▶ Try it: Stop after the line that contains "提交评价 (住户, 已完成的报修)"; until then, restate each line of the entries word for word from the very first.

[Saved data entries]
* * *
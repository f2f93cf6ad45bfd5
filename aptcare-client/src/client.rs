//! 统一客户端实现

use crate::{ClientError, ClientResult};
use async_trait::async_trait;
use reqwest::StatusCode;
use serde::de::DeserializeOwned;
use shared::error::ApiResponse;
use shared::models::{
    ACTING_USER_HEADER, Complaint, ComplaintAssign, ComplaintCreate, ComplaintFeedback,
    ComplaintStatus, ComplaintStatusUpdate, HealthStatus, InsightsReport, User,
};

// ============================================================================
// Client Trait
// ============================================================================

/// 统一客户端接口
#[async_trait]
pub trait Client: Send + Sync {
    /// 健康检查
    async fn health(&self) -> ClientResult<HealthStatus>;

    /// 获取社区成员名单
    async fn list_users(&self) -> ClientResult<Vec<User>>;

    /// 获取维修工名单
    async fn list_workers(&self) -> ClientResult<Vec<User>>;

    /// 提交报修 (住户)
    async fn submit_complaint(&self, draft: &ComplaintCreate) -> ClientResult<Complaint>;

    /// 获取当前用户可见的报修列表
    async fn list_complaints(&self) -> ClientResult<Vec<Complaint>>;

    /// 获取单条报修
    async fn get_complaint(&self, id: &str) -> ClientResult<Complaint>;

    /// 指派维修工 (管理员)
    async fn assign_worker(&self, id: &str, worker_id: &str) -> ClientResult<Complaint>;

    /// 更新报修状态 (维修工)
    async fn update_status(&self, id: &str, status: ComplaintStatus) -> ClientResult<Complaint>;

    /// 提交评价 (住户, 已完成的报修)
    async fn submit_feedback(
        &self,
        id: &str,
        rating: u8,
        feedback: Option<&str>,
    ) -> ClientResult<Complaint>;

    /// 获取管理报表 (管理员)
    async fn insights(&self) -> ClientResult<InsightsReport>;

    /// 当前操作用户 id
    fn acting_user(&self) -> Option<&str>;
}

// ============================================================================
// AptCareClient Factory
// ============================================================================

/// 客户端工厂
pub struct AptCareClient;

impl AptCareClient {
    /// 创建网络客户端
    pub fn network(base_url: &str) -> NetworkClient {
        NetworkClient::new(base_url)
    }

    /// 创建同进程客户端 (需要传入 Router)
    #[cfg(feature = "in-process")]
    pub fn in_process(router: axum::Router) -> InProcessClient {
        InProcessClient::new(router)
    }
}

fn unwrap_data<T>(resp: ApiResponse<T>, what: &str) -> ClientResult<T> {
    resp.data
        .ok_or_else(|| ClientError::InvalidResponse(format!("Missing {} data", what)))
}

fn map_error_status(status: StatusCode, text: String) -> ClientError {
    match status {
        StatusCode::UNAUTHORIZED => ClientError::Unauthorized,
        StatusCode::FORBIDDEN => ClientError::Forbidden(text),
        StatusCode::NOT_FOUND => ClientError::NotFound(text),
        StatusCode::BAD_REQUEST => ClientError::Validation(text),
        StatusCode::CONFLICT => ClientError::Conflict(text),
        _ => ClientError::Internal(text),
    }
}

// ============================================================================
// NetworkClient - HTTP 网络客户端
// ============================================================================

/// 网络客户端 (HTTP)
#[derive(Debug, Clone)]
pub struct NetworkClient {
    client: reqwest::Client,
    base_url: String,
    acting_user: Option<String>,
}

impl NetworkClient {
    /// 创建新的网络客户端
    pub fn new(base_url: &str) -> Self {
        let client = reqwest::Client::builder()
            .timeout(std::time::Duration::from_secs(30))
            .build()
            .expect("Failed to build HTTP client");

        Self {
            client,
            base_url: base_url.trim_end_matches('/').to_string(),
            acting_user: None,
        }
    }

    /// 设置操作用户 (相当于原界面的登录选择)
    pub fn act_as(&mut self, user_id: impl Into<String>) {
        self.acting_user = Some(user_id.into());
    }

    /// 清除操作用户
    pub fn act_as_nobody(&mut self) {
        self.acting_user = None;
    }

    async fn get<T: DeserializeOwned>(&self, path: &str) -> ClientResult<T> {
        let url = format!("{}{}", self.base_url, path);
        tracing::debug!(url = %url, "GET request");
        let mut req = self.client.get(&url);

        if let Some(user) = &self.acting_user {
            req = req.header(ACTING_USER_HEADER, user);
        }

        let resp = req.send().await?;
        Self::handle_response(resp).await
    }

    async fn post<T: DeserializeOwned, B: serde::Serialize>(
        &self,
        path: &str,
        body: &B,
    ) -> ClientResult<T> {
        let url = format!("{}{}", self.base_url, path);
        tracing::debug!(url = %url, "POST request");
        let mut req = self.client.post(&url).json(body);

        if let Some(user) = &self.acting_user {
            req = req.header(ACTING_USER_HEADER, user);
        }

        let resp = req.send().await?;
        Self::handle_response(resp).await
    }

    async fn handle_response<T: DeserializeOwned>(resp: reqwest::Response) -> ClientResult<T> {
        let status = resp.status();

        if !status.is_success() {
            let text = resp.text().await.unwrap_or_default();
            return Err(map_error_status(status, text));
        }

        resp.json().await.map_err(Into::into)
    }
}

#[async_trait]
impl Client for NetworkClient {
    async fn health(&self) -> ClientResult<HealthStatus> {
        let resp: ApiResponse<HealthStatus> = self.get("/api/health").await?;
        unwrap_data(resp, "health")
    }

    async fn list_users(&self) -> ClientResult<Vec<User>> {
        let resp: ApiResponse<Vec<User>> = self.get("/api/users").await?;
        unwrap_data(resp, "user list")
    }

    async fn list_workers(&self) -> ClientResult<Vec<User>> {
        let resp: ApiResponse<Vec<User>> = self.get("/api/users/workers").await?;
        unwrap_data(resp, "worker list")
    }

    async fn submit_complaint(&self, draft: &ComplaintCreate) -> ClientResult<Complaint> {
        let resp: ApiResponse<Complaint> = self.post("/api/complaints", draft).await?;
        unwrap_data(resp, "complaint")
    }

    async fn list_complaints(&self) -> ClientResult<Vec<Complaint>> {
        let resp: ApiResponse<Vec<Complaint>> = self.get("/api/complaints").await?;
        unwrap_data(resp, "complaint list")
    }

    async fn get_complaint(&self, id: &str) -> ClientResult<Complaint> {
        let resp: ApiResponse<Complaint> = self.get(&format!("/api/complaints/{}", id)).await?;
        unwrap_data(resp, "complaint")
    }

    async fn assign_worker(&self, id: &str, worker_id: &str) -> ClientResult<Complaint> {
        let req = ComplaintAssign {
            worker_id: worker_id.to_string(),
        };
        let resp: ApiResponse<Complaint> = self
            .post(&format!("/api/complaints/{}/assign", id), &req)
            .await?;
        unwrap_data(resp, "complaint")
    }

    async fn update_status(&self, id: &str, status: ComplaintStatus) -> ClientResult<Complaint> {
        let req = ComplaintStatusUpdate { status };
        let resp: ApiResponse<Complaint> = self
            .post(&format!("/api/complaints/{}/status", id), &req)
            .await?;
        unwrap_data(resp, "complaint")
    }

    async fn submit_feedback(
        &self,
        id: &str,
        rating: u8,
        feedback: Option<&str>,
    ) -> ClientResult<Complaint> {
        let req = ComplaintFeedback {
            rating,
            feedback: feedback.map(|s| s.to_string()),
        };
        let resp: ApiResponse<Complaint> = self
            .post(&format!("/api/complaints/{}/feedback", id), &req)
            .await?;
        unwrap_data(resp, "complaint")
    }

    async fn insights(&self) -> ClientResult<InsightsReport> {
        let resp: ApiResponse<InsightsReport> = self.get("/api/insights").await?;
        unwrap_data(resp, "insights")
    }

    fn acting_user(&self) -> Option<&str> {
        self.acting_user.as_deref()
    }
}

// ============================================================================
// InProcessClient - 同进程客户端 (tower oneshot)
// ============================================================================

/// 同进程客户端 (直接调用 Router，零网络开销)
#[cfg(feature = "in-process")]
#[derive(Clone)]
pub struct InProcessClient {
    router: axum::Router,
    acting_user: Option<String>,
}

#[cfg(feature = "in-process")]
impl InProcessClient {
    /// 创建同进程客户端
    pub fn new(router: axum::Router) -> Self {
        Self {
            router,
            acting_user: None,
        }
    }

    /// 设置操作用户
    pub fn act_as(&mut self, user_id: impl Into<String>) {
        self.acting_user = Some(user_id.into());
    }

    /// 清除操作用户
    pub fn act_as_nobody(&mut self) {
        self.acting_user = None;
    }

    async fn request<T: DeserializeOwned>(
        &self,
        method: http::Method,
        path: &str,
        body: Option<Vec<u8>>,
    ) -> ClientResult<T> {
        use axum::body::Body;
        use tower::ServiceExt;

        let mut builder = http::Request::builder().method(method).uri(path);

        if let Some(user) = &self.acting_user {
            builder = builder.header(ACTING_USER_HEADER, user);
        }

        if body.is_some() {
            builder = builder.header("Content-Type", "application/json");
        }

        let req = builder
            .body(Body::from(body.unwrap_or_default()))
            .map_err(|e| ClientError::Internal(e.to_string()))?;

        let resp = self
            .router
            .clone()
            .oneshot(req)
            .await
            .map_err(|e| ClientError::Internal(e.to_string()))?;

        let status = resp.status();
        let bytes = axum::body::to_bytes(resp.into_body(), 1024 * 1024)
            .await
            .map_err(|e| ClientError::Internal(e.to_string()))?;

        if !status.is_success() {
            let text = String::from_utf8_lossy(&bytes).to_string();
            return Err(map_error_status(status, text));
        }

        serde_json::from_slice(&bytes).map_err(|e| ClientError::InvalidResponse(e.to_string()))
    }
}

#[cfg(feature = "in-process")]
#[async_trait]
impl Client for InProcessClient {
    async fn health(&self) -> ClientResult<HealthStatus> {
        let resp: ApiResponse<HealthStatus> =
            self.request(http::Method::GET, "/api/health", None).await?;
        unwrap_data(resp, "health")
    }

    async fn list_users(&self) -> ClientResult<Vec<User>> {
        let resp: ApiResponse<Vec<User>> =
            self.request(http::Method::GET, "/api/users", None).await?;
        unwrap_data(resp, "user list")
    }

    async fn list_workers(&self) -> ClientResult<Vec<User>> {
        let resp: ApiResponse<Vec<User>> = self
            .request(http::Method::GET, "/api/users/workers", None)
            .await?;
        unwrap_data(resp, "worker list")
    }

    async fn submit_complaint(&self, draft: &ComplaintCreate) -> ClientResult<Complaint> {
        let body = serde_json::to_vec(draft)?;
        let resp: ApiResponse<Complaint> = self
            .request(http::Method::POST, "/api/complaints", Some(body))
            .await?;
        unwrap_data(resp, "complaint")
    }

    async fn list_complaints(&self) -> ClientResult<Vec<Complaint>> {
        let resp: ApiResponse<Vec<Complaint>> = self
            .request(http::Method::GET, "/api/complaints", None)
            .await?;
        unwrap_data(resp, "complaint list")
    }

    async fn get_complaint(&self, id: &str) -> ClientResult<Complaint> {
        let resp: ApiResponse<Complaint> = self
            .request(http::Method::GET, &format!("/api/complaints/{}", id), None)
            .await?;
        unwrap_data(resp, "complaint")
    }

    async fn assign_worker(&self, id: &str, worker_id: &str) -> ClientResult<Complaint> {
        let req = ComplaintAssign {
            worker_id: worker_id.to_string(),
        };
        let body = serde_json::to_vec(&req)?;
        let resp: ApiResponse<Complaint> = self
            .request(
                http::Method::POST,
                &format!("/api/complaints/{}/assign", id),
                Some(body),
            )
            .await?;
        unwrap_data(resp, "complaint")
    }

    async fn update_status(&self, id: &str, status: ComplaintStatus) -> ClientResult<Complaint> {
        let req = ComplaintStatusUpdate { status };
        let body = serde_json::to_vec(&req)?;
        let resp: ApiResponse<Complaint> = self
            .request(
                http::Method::POST,
                &format!("/api/complaints/{}/status", id),
                Some(body),
            )
            .await?;
        unwrap_data(resp, "complaint")
    }

    async fn submit_feedback(
        &self,
        id: &str,
        rating: u8,
        feedback: Option<&str>,
    ) -> ClientResult<Complaint> {
        let req = ComplaintFeedback {
            rating,
            feedback: feedback.map(|s| s.to_string()),
        };
        let body = serde_json::to_vec(&req)?;
        let resp: ApiResponse<Complaint> = self
            .request(
                http::Method::POST,
                &format!("/api/complaints/{}/feedback", id),
                Some(body),
            )
            .await?;
        unwrap_data(resp, "complaint")
    }

    async fn insights(&self) -> ClientResult<InsightsReport> {
        let resp: ApiResponse<InsightsReport> = self
            .request(http::Method::GET, "/api/insights", None)
            .await?;
        unwrap_data(resp, "insights")
    }

    fn acting_user(&self) -> Option<&str> {
        self.acting_user.as_deref()
    }
}

// Placeholder for non-feature builds
#[cfg(not(feature = "in-process"))]
pub struct InProcessClient {
    _private: (),
}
* * *
▶ Result:
repository f2f93cf6ad45bfd5
filename aptcare-client/src/client.rs
//! 统一客户端实现

use crate::{ClientError, ClientResult};
use async_trait::async_trait;
use reqwest::StatusCode;
use serde::de::DeserializeOwned;
use shared::error::ApiResponse;
use shared::models::{
    ACTING_USER_HEADER, Complaint, ComplaintAssign, ComplaintCreate, ComplaintFeedback,
    ComplaintStatus, ComplaintStatusUpdate, HealthStatus, InsightsReport, User,
};

// ============================================================================
// Client Trait
// ============================================================================

/// 统一客户端接口
#[async_trait]
pub trait Client: Send + Sync {
    /// 健康检查
    async fn health(&self) -> ClientResult<HealthStatus>;

    /// 获取社区成员名单
    async fn list_users(&self) -> ClientResult<Vec<User>>;

    /// 获取维修工名单
    async fn list_workers(&self) -> ClientResult<Vec<User>>;

    /// 提交报修 (住户)
    async fn submit_complaint(&self, draft: &ComplaintCreate) -> ClientResult<Complaint>;

    /// 获取当前用户可见的报修列表
    async fn list_complaints(&self) -> ClientResult<Vec<Complaint>>;

    /// 获取单条报修
    async fn get_complaint(&self, id: &str) -> ClientResult<Complaint>;

    /// 指派维修工 (管理员)
    async fn assign_worker(&self, id: &str, worker_id: &str) -> ClientResult<Complaint>;

    /// 更新报修状态 (维修工)
    async fn update_status(&self, id: &str, status: ComplaintStatus) -> ClientResult<Complaint>;

    /// 提交评价 (住户, 已完成的报修)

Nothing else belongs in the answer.